Our results indicated that, overall, MN frequency was higher in exposed workers than in controls, although the difference is not statistically significant. This finding is in agreement with other studies reporting a slight, but not significant, increase in MN frequency in workers occupationally exposed to low level ionizing radiation (Thierens et al., 1996; Cardoso et al., 2001). In our study no association between MN frequency and Hwb was found. Other reports have also indicated that it is difficult to establish a dose–effect relationship between chromosome damage and exposure to low levels of ionizing radiation (Barquinero et al., 1993; Thierens et al., 1996; Cardoso et al., 2001). The lack of a dose–effect relationship could be attributed to various factors, which may, in combination, influence the yield of cytogenetic damage. It has been hypothesized that the absence of an appreciable dose–effect relationship at low doses could be due to induction of repair enzymes until saturation is reached (Pohl-Rülig, 1990; Bauchinger, 1995). Another contributory mechanism could regard the physiological elimination of lymphocytes bearing chromosome damage (Bigatti et al., 1988).
Concerning the effect of smoking on MN frequency, the data reported in biomonitoring studies are contradictory (Sorsa et al., 1988; Au et al., 1991; Migliore et al., 1991; Tomanin et al., 1991; Norppa et al., 1993; Van Hummelen et al., 1993; Holmen et al., 1995; Bolognesi et al., 1997; Barale et al., 1998). In our study multiple regression analysis showed that smoking status affected genetic damage in both groups studied, but a significant association emerged only among exposed workers. Furthermore, exposed smokers showed greater frequencies of MN than control smokers, although this difference did not reach statistical significance. Moreover, as compared with exposed non-smokers, the exposed smokers exhibited significantly higher frequencies of MN in lymphocytes. These findings suggest that smoking can influence the genetic damage induced in humans by ionizing radiation. Interestingly, when Wang et al.(2000) measured the frequency of chromosomal aberrations after in vitro exposure to -rays in peripheral lymphocytes taken from a large population of healthy subjects they found that cigarette smoking affected the radiosensitivity of the cells. Using a challenge assay, Au et al. (1991) showed that chromosome aberration frequency was consistently higher after X-ray irradiation in lymphocytes from smokers than in those from non-smokers. Based on these data, the authors postulated that the cells from smokers have infidelity of DNA repair. However, the effects of smoking on genetic damage in humans exposed to ionizing radiation remain unclear. Among the studies that detected a significantly increased frequency of chromosomal damage in subjects exposed to ionizing radiation, only a few studies were able to identify the association between genetic damage and smoking status (da Cruz et al., 1994; Slozina et al., 1997).
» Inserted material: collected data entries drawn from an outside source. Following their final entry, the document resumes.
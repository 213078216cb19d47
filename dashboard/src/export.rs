//! # Export Formatter
//!
//! Turns attendance rows into CSV text or a paginated PDF table. Columns are
//! always `Student ID, Student Name, Date, Status`, dates are `MM/DD/YYYY`
//! and statuses are capitalized.

use chrono::NaiveDate;
use printpdf::{BuiltinFont, Mm, PdfDocument};
use shared::AttendanceStatus;
use std::fmt;
use thiserror::Error;
use tracing::info;

pub const COLUMNS: [&str; 4] = ["Student ID", "Student Name", "Date", "Status"];

const PAGE_WIDTH: f32 = 210.0;
const PAGE_HEIGHT: f32 = 297.0;
const MARGIN: f32 = 14.0;
const ROW_HEIGHT: f32 = 7.0;
const COLUMN_X: [f32; 4] = [14.0, 54.0, 124.0, 164.0];

#[derive(Error, Debug)]
pub enum ExportError {
    #[error("No data to export")]
    NoData,

    #[error("CSV export failed: {0}")]
    Csv(#[from] csv::Error),

    #[error("Export I/O failed: {0}")]
    Io(#[from] std::io::Error),

    #[error("Export produced invalid UTF-8: {0}")]
    Encoding(#[from] std::string::FromUtf8Error),

    #[error("PDF export failed: {0}")]
    Pdf(String),
}

#[derive(Debug, Clone, PartialEq, Eq)]
pub struct ExportRow {
    pub business_id: String,
    pub display_name: String,
    pub date: NaiveDate,
    pub status: AttendanceStatus,
}

impl ExportRow {
    fn cells(&self) -> [String; 4] {
        [
            self.business_id.clone(),
            self.display_name.clone(),
            format_date(self.date),
            self.status.label().to_string(),
        ]
    }
}

#[derive(Debug, Clone, Copy, PartialEq, Eq)]
pub enum ExportFormat {
    Csv,
    Pdf,
}

impl ExportFormat {
    pub fn extension(&self) -> &'static str {
        match self {
            ExportFormat::Csv => "csv",
            ExportFormat::Pdf => "pdf",
        }
    }
}

impl fmt::Display for ExportFormat {
    fn fmt(&self, f: &mut fmt::Formatter<'_>) -> fmt::Result {
        f.write_str(self.extension())
    }
}

pub fn format_date(date: NaiveDate) -> String {
    date.format("%m/%d/%Y").to_string()
}

/// `Attendance_<label>.<ext>`
pub fn file_name(label: &str, format: ExportFormat) -> String {
    format!("Attendance_{}.{}", label, format.extension())
}

pub fn to_csv(rows: &[ExportRow]) -> Result<String, ExportError> {
    if rows.is_empty() {
        return Err(ExportError::NoData);
    }

    let mut writer = csv::Writer::from_writer(Vec::new());
    writer.write_record(COLUMNS)?;
    for row in rows {
        writer.write_record(row.cells())?;
    }
    writer.flush()?;

    let bytes = writer.into_inner().map_err(|e| ExportError::Io(e.into_error()))?;
    info!("Exported {} rows as CSV", rows.len());
    Ok(String::from_utf8(bytes)?)
}

/// Builtin PDF fonts only cover WinAnsi, so the separator stays ASCII
fn heading(title: &str) -> String {
    format!("Attendance Report - {}", title)
}

/// A4 PDF with a report heading above the table, paginated as needed
pub fn to_pdf(title: &str, rows: &[ExportRow]) -> Result<Vec<u8>, ExportError> {
    if rows.is_empty() {
        return Err(ExportError::NoData);
    }

    let heading = heading(title);
    let (doc, first_page, first_layer) =
        PdfDocument::new(heading.as_str(), Mm(PAGE_WIDTH), Mm(PAGE_HEIGHT), "Layer 1");
    let font = doc
        .add_builtin_font(BuiltinFont::Helvetica)
        .map_err(|e| ExportError::Pdf(e.to_string()))?;
    let bold = doc
        .add_builtin_font(BuiltinFont::HelveticaBold)
        .map_err(|e| ExportError::Pdf(e.to_string()))?;

    let mut layer = doc.get_page(first_page).get_layer(first_layer);
    layer.use_text(heading.as_str(), 16.0, Mm(MARGIN), Mm(PAGE_HEIGHT - 18.0), &bold);

    let header_y = PAGE_HEIGHT - 30.0;
    let mut y = header_y;
    let mut pages = 1;

    for (column, x) in COLUMNS.iter().zip(COLUMN_X) {
        layer.use_text(*column, 10.0, Mm(x), Mm(y), &bold);
    }
    y -= ROW_HEIGHT;

    for row in rows {
        if y < MARGIN {
            let (page, page_layer) = doc.add_page(Mm(PAGE_WIDTH), Mm(PAGE_HEIGHT), "Layer 1");
            layer = doc.get_page(page).get_layer(page_layer);
            pages += 1;
            y = header_y;
            for (column, x) in COLUMNS.iter().zip(COLUMN_X) {
                layer.use_text(*column, 10.0, Mm(x), Mm(y), &bold);
            }
            y -= ROW_HEIGHT;
        }
        for (cell, x) in row.cells().iter().zip(COLUMN_X) {
            layer.use_text(cell.as_str(), 10.0, Mm(x), Mm(y), &font);
        }
        y -= ROW_HEIGHT;
    }

    let bytes = doc.save_to_bytes().map_err(|e| ExportError::Pdf(e.to_string()))?;
    info!("Exported {} rows as PDF over {} pages", rows.len(), pages);
    Ok(bytes)
}
use shared::{AttendanceStatus, Student};
use sqlx::sqlite::SqliteRow;
use sqlx::{Row, SqliteConnection};

use crate::storage::connection::DbConnection;

/// Repository for student operations
#[derive(Clone)]
pub struct StudentRepository {
    db: DbConnection,
}

impl StudentRepository {
    pub fn new(db: DbConnection) -> Self {
        Self { db }
    }

    /// Map a row carrying `id, business_id, name, section_id, status` to a Student
    pub(crate) fn student_from_row(row: &SqliteRow) -> sqlx::Result<Student> {
        let status: String = row.try_get("status")?;
        Ok(Student {
            storage_id: row.try_get("id")?,
            business_id: row.try_get("business_id")?,
            name: row.try_get("name")?,
            section: row.try_get("section_id")?,
            status: status
                .parse::<AttendanceStatus>()
                .map_err(|e| sqlx::Error::Decode(Box::new(e)))?,
        })
    }

    pub(crate) async fn insert_student(conn: &mut SqliteConnection, student: &Student) -> sqlx::Result<()> {
        sqlx::query(
            r#"
            INSERT INTO students (id, business_id, name, section_id, status)
            VALUES (?, ?, ?, ?, ?)
            "#,
        )
        .bind(&student.storage_id)
        .bind(&student.business_id)
        .bind(&student.name)
        .bind(&student.section)
        .bind(student.status.as_str())
        .execute(&mut *conn)
        .await?;
        Ok(())
    }

    /// Get a student by business id
    pub async fn get_by_business_id(&self, business_id: &str) -> sqlx::Result<Option<Student>> {
        let row = sqlx::query(
            r#"
            SELECT id, business_id, name, section_id, status
            FROM students
            WHERE business_id = ?
            "#,
        )
        .bind(business_id)
        .fetch_optional(self.db.pool())
        .await?;

        row.as_ref().map(Self::student_from_row).transpose()
    }

    /// List every student in insertion order
    pub async fn list_students(&self) -> sqlx::Result<Vec<Student>> {
        let rows = sqlx::query(
            r#"
            SELECT id, business_id, name, section_id, status
            FROM students
            ORDER BY seq ASC
            "#,
        )
        .fetch_all(self.db.pool())
        .await?;

        rows.iter().map(Self::student_from_row).collect()
    }

    /// Overwrite a student's status. Returns false when no student has that business id.
    pub async fn update_status(&self, business_id: &str, status: AttendanceStatus) -> sqlx::Result<bool> {
        let result = sqlx::query("UPDATE students SET status = ? WHERE business_id = ?")
            .bind(status.as_str())
            .bind(business_id)
            .execute(self.db.pool())
            .await?;
        Ok(result.rows_affected() > 0)
    }

    /// Delete every student; memberships cascade
    pub(crate) async fn delete_all(conn: &mut SqliteConnection) -> sqlx::Result<u64> {
        let result = sqlx::query("DELETE FROM students").execute(&mut *conn).await?;
        Ok(result.rows_affected())
    }
}

#[cfg(test)]
mod tests {
    use super::*;

    fn student(id: &str, business_id: &str) -> Student {
        Student {
            storage_id: id.to_string(),
            business_id: business_id.to_string(),
            name: "Zoe".to_string(),
            section: None,
            status: AttendanceStatus::Present,
        }
    }

    async fn store(repo: &StudentRepository, student: &Student) -> sqlx::Result<()> {
        let mut conn = repo.db.pool().acquire().await?;
        StudentRepository::insert_student(&mut conn, student).await
    }

    async fn setup_test() -> StudentRepository {
        let db = DbConnection::init_test().await.expect("Failed to create test database");
        StudentRepository::new(db)
    }

    #[tokio::test]
    async fn test_store_and_get_student() {
        let repo = setup_test().await;
        store(&repo, &student("s1", "Z1")).await.expect("Failed to store student");

        let found = repo.get_by_business_id("Z1").await.unwrap().expect("student should exist");
        assert_eq!(found.storage_id, "s1");
        assert_eq!(found.status, AttendanceStatus::Present);
        assert!(found.section.is_none());

        assert!(repo.get_by_business_id("missing").await.unwrap().is_none());
    }

    #[tokio::test]
    async fn test_duplicate_business_id_is_unique_violation() {
        let repo = setup_test().await;
        store(&repo, &student("s1", "Z1")).await.unwrap();

        let err = store(&repo, &student("s2", "Z1")).await.expect_err("duplicate must fail");
        match err {
            sqlx::Error::Database(db_err) => assert!(db_err.is_unique_violation()),
            other => panic!("unexpected error: {:?}", other),
        }

        assert_eq!(repo.list_students().await.unwrap().len(), 1);
    }

    #[tokio::test]
    async fn test_update_status() {
        let repo = setup_test().await;
        store(&repo, &student("s1", "Z1")).await.unwrap();

        assert!(repo.update_status("Z1", AttendanceStatus::Absent).await.unwrap());
        assert!(repo.update_status("Z1", AttendanceStatus::Absent).await.unwrap());
        assert!(!repo.update_status("nobody", AttendanceStatus::Absent).await.unwrap());

        let found = repo.get_by_business_id("Z1").await.unwrap().unwrap();
        assert_eq!(found.status, AttendanceStatus::Absent);
    }
}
We recorded a significant reduction in NDI among both exposed and non-exposed current smokers. This could suggest that cigarette smoking also influences lymphocyte proliferation. There is evidence that exposure of human T cells to cigarette tar or its major phenolic components, hydroquinone and catechol, causes a cessation of DNA synthesis without cytotoxity (Li et al., 1996; Karla et al., 2000). Moreover, in vitro studies have demonstrated that hydroquinone and catechol inhibit lymphocyte proliferation by acting on some essential and rate limiting enzyme in DNA synthesis, such as DNA polymerase or ribonucleotide reductase (Li et al., 1996; McCue et al., 2000).
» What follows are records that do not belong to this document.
use anyhow::Result;
use sqlx::sqlite::{SqliteConnectOptions, SqlitePoolOptions};
use sqlx::{Sqlite, SqlitePool, Transaction};
use std::str::FromStr;
use std::sync::Arc;
use tracing::info;

/// DbConnection owns the SQLite pool shared by every repository
#[derive(Clone)]
pub struct DbConnection {
    pool: Arc<SqlitePool>,
}

impl DbConnection {
    /// Connect to `url`, creating the database file if needed, and set up the schema
    pub async fn new(url: &str) -> Result<Self> {
        let options = SqliteConnectOptions::from_str(url)?
            .create_if_missing(true)
            .foreign_keys(true);

        let pool = SqlitePoolOptions::new().connect_with(options).await?;
        Self::setup_schema(&pool).await?;

        info!("Connected to database at {}", url);
        Ok(Self { pool: Arc::new(pool) })
    }

    /// Initialize a private in-memory database for tests.
    ///
    /// The pool is pinned to a single connection that never expires, otherwise
    /// each new connection would open a different empty database.
    pub async fn init_test() -> Result<Self> {
        let options = SqliteConnectOptions::from_str("sqlite::memory:")?.foreign_keys(true);
        let pool = SqlitePoolOptions::new()
            .max_connections(1)
            .min_connections(1)
            .idle_timeout(None)
            .max_lifetime(None)
            .connect_with(options)
            .await?;
        Self::setup_schema(&pool).await?;

        Ok(Self { pool: Arc::new(pool) })
    }

    /// Set up the required database schema.
    ///
    /// Every table carries an autoincrement `seq` column; lists are ordered by it
    /// so callers always see insertion order.
    async fn setup_schema(pool: &SqlitePool) -> Result<()> {
        sqlx::query(
            r#"
            CREATE TABLE IF NOT EXISTS sections (
                seq INTEGER PRIMARY KEY AUTOINCREMENT,
                id TEXT NOT NULL UNIQUE,
                name TEXT NOT NULL
            );
            "#,
        )
        .execute(pool)
        .await?;

        sqlx::query(
            r#"
            CREATE TABLE IF NOT EXISTS students (
                seq INTEGER PRIMARY KEY AUTOINCREMENT,
                id TEXT NOT NULL UNIQUE,
                business_id TEXT NOT NULL UNIQUE,
                name TEXT NOT NULL,
                section_id TEXT,
                status TEXT NOT NULL DEFAULT 'present'
                    CHECK (status IN ('present', 'absent'))
            );
            "#,
        )
        .execute(pool)
        .await?;

        sqlx::query(
            r#"
            CREATE TABLE IF NOT EXISTS section_members (
                seq INTEGER PRIMARY KEY AUTOINCREMENT,
                section_id TEXT NOT NULL REFERENCES sections(id) ON DELETE CASCADE,
                student_id TEXT NOT NULL REFERENCES students(id) ON DELETE CASCADE
            );
            "#,
        )
        .execute(pool)
        .await?;

        sqlx::query(
            r#"
            CREATE INDEX IF NOT EXISTS idx_section_members_section
            ON section_members(section_id, seq);
            "#,
        )
        .execute(pool)
        .await?;

        sqlx::query(
            r#"
            CREATE TABLE IF NOT EXISTS notifications (
                seq INTEGER PRIMARY KEY AUTOINCREMENT,
                id TEXT NOT NULL UNIQUE,
                student_id TEXT NOT NULL,
                teacher TEXT NOT NULL,
                message TEXT NOT NULL,
                created_at TEXT NOT NULL
            );
            "#,
        )
        .execute(pool)
        .await?;

        sqlx::query(
            r#"
            CREATE INDEX IF NOT EXISTS idx_notifications_student
            ON notifications(student_id, seq);
            "#,
        )
        .execute(pool)
        .await?;

        Ok(())
    }

    /// Get the underlying SQLite pool
    pub fn pool(&self) -> &SqlitePool {
        &self.pool
    }

    /// Begin a unit of work spanning several tables
    pub async fn begin(&self) -> Result<Transaction<'static, Sqlite>, sqlx::Error> {
        self.pool.begin().await
    }
}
In our study MN frequencies tended to rise with age in both groups of subjects, although a significant association emerged only in the control group. Our current knowledge of the effect of age on MN frequencies has come from biomonitoring studies (Barale et al., 1998; Fenech et al., 1998; Bolognesi et al., 1999); the age effect has recently been confirmed by data on nearly 7000 subjects of the Human MicroNucleus Project (Bonassi et al., 2001). It has been postulated that the age effect could reflect a progressive increase in spontaneous chromosome instability, associated with an accumulation of DNA damage due to an age-related decline in DNA repair capacity (Wei et al., 1993; Barnett and King, 1995). The effect could also be explained by an increase in chromosome loss during aging (Richard et al., 1994; Guttenbach et al., 1995; Stone and Sandberg, 1995; Catalàn et al., 1998).
Another possible confounding factor is gender: higher frequencies of MN have previously been reported in females than in males (Barale et al., 1998; Fenech, 1998). In our study the gender exerted an influence on the yield of MN in the exposed group. The absence of any statistically observable effect may have been due to the relatively low number of females in both study groups.
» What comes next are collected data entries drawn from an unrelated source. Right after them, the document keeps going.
use chrono::{DateTime, Utc};
use serde::{Deserialize, Serialize};
use std::fmt;
use std::str::FromStr;

/// Prefix shared by every generated roster business id
pub const ROSTER_ID_PREFIX: &str = "231FA04";

/// Number of sections produced by a default seed
pub const DEFAULT_SECTION_COUNT: u32 = 19;

/// Number of students placed in each seeded section
pub const DEFAULT_STUDENTS_PER_SECTION: u32 = 30;

/// Length of the client-side attendance history window, today included
pub const HISTORY_WINDOW_DAYS: usize = 31;

/// Current attendance state of a student
#[derive(Debug, Clone, Copy, PartialEq, Eq, Hash, Default, Serialize, Deserialize)]
#[serde(rename_all = "lowercase")]
pub enum AttendanceStatus {
    #[default]
    Present,
    Absent,
}

impl AttendanceStatus {
    /// Wire representation ("present" / "absent")
    pub fn as_str(&self) -> &'static str {
        match self {
            AttendanceStatus::Present => "present",
            AttendanceStatus::Absent => "absent",
        }
    }

    /// Capitalized label used in exports and tables
    pub fn label(&self) -> &'static str {
        match self {
            AttendanceStatus::Present => "Present",
            AttendanceStatus::Absent => "Absent",
        }
    }

    pub fn is_present(&self) -> bool {
        matches!(self, AttendanceStatus::Present)
    }
}

impl fmt::Display for AttendanceStatus {
    fn fmt(&self, f: &mut fmt::Formatter<'_>) -> fmt::Result {
        f.write_str(self.as_str())
    }
}

impl FromStr for AttendanceStatus {
    type Err = StatusParseError;

    fn from_str(s: &str) -> Result<Self, Self::Err> {
        match s {
            "present" => Ok(AttendanceStatus::Present),
            "absent" => Ok(AttendanceStatus::Absent),
            other => Err(StatusParseError(other.to_string())),
        }
    }
}

#[derive(Debug, Clone, PartialEq)]
pub struct StatusParseError(pub String);

impl fmt::Display for StatusParseError {
    fn fmt(&self, f: &mut fmt::Formatter<'_>) -> fmt::Result {
        write!(
            f,
            "`{}` is not a valid attendance status (expected present or absent)",
            self.0
        )
    }
}

impl std::error::Error for StatusParseError {}

/// A class/cohort grouping. `students` holds member storage ids in insertion order.
#[derive(Debug, Clone, PartialEq, Serialize, Deserialize)]
pub struct Section {
    #[serde(rename = "_id")]
    pub storage_id: String,
    pub name: String,
    #[serde(default)]
    pub students: Vec<String>,
}

/// A student as stored. `business_id` travels as `id` on the wire.
#[derive(Debug, Clone, PartialEq, Serialize, Deserialize)]
pub struct Student {
    #[serde(rename = "_id")]
    pub storage_id: String,
    #[serde(rename = "id")]
    pub business_id: String,
    pub name: String,
    /// Storage id of the owning section, which may no longer resolve
    #[serde(default)]
    pub section: Option<String>,
    #[serde(default)]
    pub status: AttendanceStatus,
}

/// Student with its section reference resolved (null when unset or dangling)
#[derive(Debug, Clone, PartialEq, Serialize, Deserialize)]
pub struct StudentWithSection {
    #[serde(rename = "_id")]
    pub storage_id: String,
    #[serde(rename = "id")]
    pub business_id: String,
    pub name: String,
    #[serde(default)]
    pub section: Option<Section>,
    #[serde(default)]
    pub status: AttendanceStatus,
}

/// Section with its members resolved, in membership order
#[derive(Debug, Clone, PartialEq, Serialize, Deserialize)]
pub struct SectionWithStudents {
    #[serde(rename = "_id")]
    pub storage_id: String,
    pub name: String,
    #[serde(default)]
    pub students: Vec<Student>,
}

impl SectionWithStudents {
    pub fn find_student(&self, business_id: &str) -> Option<&Student> {
        self.students.iter().find(|s| s.business_id == business_id)
    }
}

/// Append-only message from a teacher to a student
#[derive(Debug, Clone, PartialEq, Serialize, Deserialize)]
pub struct Notification {
    #[serde(rename = "_id")]
    pub storage_id: String,
    #[serde(rename = "studentId")]
    pub student_id: String,
    pub teacher: String,
    pub message: String,
    pub date: DateTime<Utc>,
}

/// Body of POST /api/students. Fields are optional so missing ones can be reported by name.
#[derive(Debug, Clone, Default, PartialEq, Serialize, Deserialize)]
#[serde(rename_all = "camelCase")]
pub struct CreateStudentRequest {
    /// Business id (roll number)
    #[serde(skip_serializing_if = "Option::is_none")]
    pub id: Option<String>,
    #[serde(skip_serializing_if = "Option::is_none")]
    pub name: Option<String>,
    #[serde(skip_serializing_if = "Option::is_none")]
    pub section_id: Option<String>,
}

/// Body of POST /api/attendance/mark
#[derive(Debug, Clone, Default, PartialEq, Serialize, Deserialize)]
#[serde(rename_all = "camelCase")]
pub struct MarkAttendanceRequest {
    #[serde(skip_serializing_if = "Option::is_none")]
    pub student_id: Option<String>,
    #[serde(skip_serializing_if = "Option::is_none")]
    pub status: Option<String>,
}

impl MarkAttendanceRequest {
    pub fn new(student_id: &str, status: AttendanceStatus) -> Self {
        Self {
            student_id: Some(student_id.to_string()),
            status: Some(status.as_str().to_string()),
        }
    }
}

/// Body of POST /api/notifications
#[derive(Debug, Clone, Default, PartialEq, Serialize, Deserialize)]
#[serde(rename_all = "camelCase")]
pub struct CreateNotificationRequest {
    #[serde(skip_serializing_if = "Option::is_none")]
    pub student_id: Option<String>,
    #[serde(skip_serializing_if = "Option::is_none")]
    pub teacher: Option<String>,
    #[serde(skip_serializing_if = "Option::is_none")]
    pub message: Option<String>,
}

/// Body of POST /api/sections
#[derive(Debug, Clone, Default, PartialEq, Serialize, Deserialize)]
pub struct CreateSectionRequest {
    #[serde(skip_serializing_if = "Option::is_none")]
    pub name: Option<String>,
}

/// Plain acknowledgement, also used for 404 bodies
#[derive(Debug, Clone, PartialEq, Serialize, Deserialize)]
pub struct MessageResponse {
    pub message: String,
}

/// Body returned for internal errors
#[derive(Debug, Clone, PartialEq, Serialize, Deserialize)]
pub struct ErrorResponse {
    pub error: String,
}

/// One section of the generated demo roster
#[derive(Debug, Clone, PartialEq)]
pub struct RosterSection {
    /// 1-based section number
    pub number: u32,
    pub name: String,
    pub business_ids: Vec<String>,
}

/// Business id for the n-th generated student (1-based, zero-padded to 3 digits)
pub fn roster_business_id(counter: u32) -> String {
    format!("{}{:03}", ROSTER_ID_PREFIX, counter)
}

/// Display name derived from a generated business id
pub fn roster_display_name(business_id: &str) -> String {
    format!("Student {}", business_id)
}

/// Lay out a roster of `section_count` sections with `per_section` students each.
///
/// The id counter runs across all sections and never resets, so ids are
/// contiguous from `roster_business_id(1)`.
pub fn roster_layout(section_count: u32, per_section: u32) -> Vec<RosterSection> {
    let mut counter = 1;
    (1..=section_count)
        .map(|number| {
            let business_ids = (0..per_section)
                .map(|_| {
                    let id = roster_business_id(counter);
                    counter += 1;
                    id
                })
                .collect();
            RosterSection {
                number,
                name: format!("Section {}", number),
                business_ids,
            }
        })
        .collect()
}

#[cfg(test)]
mod tests {
    use super::*;

    #[test]
    fn test_status_round_trip_strings() {
        assert_eq!("present".parse::<AttendanceStatus>().unwrap(), AttendanceStatus::Present);
        assert_eq!("absent".parse::<AttendanceStatus>().unwrap(), AttendanceStatus::Absent);
        assert!("late".parse::<AttendanceStatus>().is_err());
        assert!("Present".parse::<AttendanceStatus>().is_err());
        assert_eq!(AttendanceStatus::default(), AttendanceStatus::Present);
        assert_eq!(AttendanceStatus::Absent.label(), "Absent");
    }

    #[test]
    fn test_student_wire_names() {
        let student = Student {
            storage_id: "s-1".to_string(),
            business_id: "231FA04001".to_string(),
            name: "Student 231FA04001".to_string(),
            section: None,
            status: AttendanceStatus::Absent,
        };

        let json = serde_json::to_value(&student).unwrap();
        assert_eq!(json["_id"], "s-1");
        assert_eq!(json["id"], "231FA04001");
        assert_eq!(json["status"], "absent");
        assert!(json["section"].is_null());
    }

    #[test]
    fn test_request_field_names() {
        let json = serde_json::to_value(MarkAttendanceRequest::new("A1", AttendanceStatus::Present)).unwrap();
        assert_eq!(json["studentId"], "A1");
        assert_eq!(json["status"], "present");

        let parsed: CreateStudentRequest =
            serde_json::from_str(r#"{"id":"Z1","name":"Zoe","sectionId":"abc"}"#).unwrap();
        assert_eq!(parsed.section_id.as_deref(), Some("abc"));
    }

    #[test]
    fn test_roster_business_id_padding() {
        assert_eq!(roster_business_id(1), "231FA04001");
        assert_eq!(roster_business_id(570), "231FA04570");
        assert_eq!(roster_display_name("231FA04042"), "Student 231FA04042");
    }

    #[test]
    fn test_roster_layout_is_contiguous() {
        let layout = roster_layout(19, 30);
        assert_eq!(layout.len(), 19);
        assert_eq!(layout[0].name, "Section 1");
        assert_eq!(layout[18].name, "Section 19");

        let ids: Vec<&String> = layout.iter().flat_map(|s| s.business_ids.iter()).collect();
        assert_eq!(ids.len(), 570);
        for (i, id) in ids.iter().enumerate() {
            assert_eq!(**id, roster_business_id(i as u32 + 1));
        }
        assert_eq!(layout[1].business_ids[0], "231FA04031");
    }
}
In summary, our data suggest the presence of increased chromosomal damage (in terms of MN) in smokers, but not in non-smokers, occupationally exposed to low levels of ionizing radiation. These findings suggest that the effect of cigarette smoking should be considered in genetic monitoring for assessing risk associated with low level radiation exposure. Studies are needed to investigate the existence of a possible influence of smoking on genetic damage induced by ionizing radiation. The present study also indicates the usefulness of MN analysis as a biological exposure index for individual risk assessment in medical surveillance programs. Biological indicators of radiation damage are also essential for dose estimation after radiation accidents or in the presence of operational hitches in physical dosimetry.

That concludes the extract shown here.